The lawsuit represents a group of Twitter investors. But allow any shareholders to receive financial compensation.
The complaint centers on Musk’s behavior since signing the purchase agreement with Twitter’s board of directors on April 25, in particular his recent statement that the deal could not go ahead without more information about the bot’s accounts across the platform.
Twitter shareholders allege that after signing the agreement, Musk began making statements, tweeting and engaging in behavior designed to create doubt about the deal and significantly lower the company’s share price in order to create leverage that Musk hopes to use to either back down from the purchase or renegotiate the purchase price.
The complaint said Musk’s conduct was, and continues to be, unlawful, in violation of California corporate law, and in breach of the contractual terms he agreed to in the transaction.
The lawsuit was filed in federal district court in San Francisco and argues that Musk intentionally reduced the company’s stock to get a better deal price.
The complaint states that the fair market value of Twitter’s shares has been adversely affected by Musk’s false statements and wrongful conduct.
The lawsuit cites Musk’s decision to waive an audit or review as a condition of the acquisition. Along with his subsequent claim that the company had misrepresented the number of bots across its platform.
According to the complaint: Musk was aware at the time that the platform had a certain amount of fake accounts and accounts controlled by bots and settled a lawsuit based on fake accounts worth millions of dollars. Musk tweeted about this issue several times in the past, before making his bid to acquire the company with a full knowledge of the bots.

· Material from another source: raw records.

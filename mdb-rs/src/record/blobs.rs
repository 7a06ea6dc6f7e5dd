//! Fixed 16-byte embedded blobs carried inline in `single_ex`/`grouped_ex`
//! records. Neither is a real BLOB page reference (see Non-goals: no BLOB
//! reassembly) — both are packed scalars read straight out of the slot.

use crate::reader::ByteReader;

/// GUSI blob: `session_id: u32` at byte 0, `recording_id: u32` at byte 8.
/// Bytes 4..8 and 12..16 are unused padding in every sample observed.
#[derive(Debug, Clone, Copy, PartialEq, Eq)]
pub struct GusiBlob {
    pub session_id: u32,
    pub recording_id: u32,
}

impl GusiBlob {
    pub fn from_bytes(raw: &[u8; 16]) -> Self {
        let reader = ByteReader::new(raw);
        GusiBlob {
            session_id: reader.read_u32(0),
            recording_id: reader.read_u32(8),
        }
    }
}

/// Content blob: two `u64` halves, rendered as a 32-hex-digit content id
/// (high half first) rather than exposed as a pair of integers.
#[derive(Debug, Clone, Copy, PartialEq, Eq)]
pub struct ContentBlob {
    pub high: u64,
    pub low: u64,
}

impl ContentBlob {
    pub fn from_bytes(raw: &[u8; 16]) -> Self {
        let reader = ByteReader::new(raw);
        ContentBlob {
            high: reader.read_u64(0),
            low: reader.read_u64(8),
        }
    }

    pub fn content_id(&self) -> String {
        format!("{:016x}{:016x}", self.high, self.low)
    }
}

#[cfg(test)]
mod tests {
    use super::*;

    #[test]
    fn gusi_blob_reads_session_and_recording() {
        let mut raw = [0u8; 16];
        raw[0..4].copy_from_slice(&42u32.to_le_bytes());
        raw[8..12].copy_from_slice(&7u32.to_le_bytes());
        let blob = GusiBlob::from_bytes(&raw);
        assert_eq!(blob.session_id, 42);
        assert_eq!(blob.recording_id, 7);
    }

    #[test]
    fn content_blob_renders_32_hex_digits() {
        let mut raw = [0u8; 16];
        raw[0..8].copy_from_slice(&1u64.to_le_bytes());
        raw[8..16].copy_from_slice(&2u64.to_le_bytes());
        let blob = ContentBlob::from_bytes(&raw);
        assert_eq!(blob.content_id().len(), 32);
        assert_eq!(blob.content_id(), "00000000000000010000000000000002");
    }
}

The lawsuit alleges that Musk was likely trying to obtain an opponent by questioning his commitment and belittling the company.
Twitter stock drops dramatically because of Mask
Since Musk’s initial commitment to buy the company was announced, technology shares have begun to decline. Including Tesla, which accounts for the vast majority of Musk’s fortune.
After Musk’s comments, Twitter shares also fell significantly. The lawsuit claims that this phenomenon is unusual, given the company’s agreed purchase price.
While Musk claimed that the deal was on hold, there was no official mechanism to back up that claim. Company leaders encouraged employees to move forward as if nothing had changed. They pointed out that there is no such thing as a pause in a binding agreement to buy the company.
The lawsuit also alleges that Musk deliberately delayed filing a disclosure form when his stake in the company exceeded 5%. This allowed him to continue buying shares at a discount.
After Musk’s purchases became public knowledge after the form was submitted, the company’s stock rose by nearly a third.
Uncertainty about Musk’s public statements had a material impact on the takeover bid. This sent Tesla’s stock so low that Musk had to abandon plans to secure financing through loans against his holdings in the company.
Musk told the Securities and Exchange Commission that he is providing an additional $6 billion in equity financing to offset expired loans.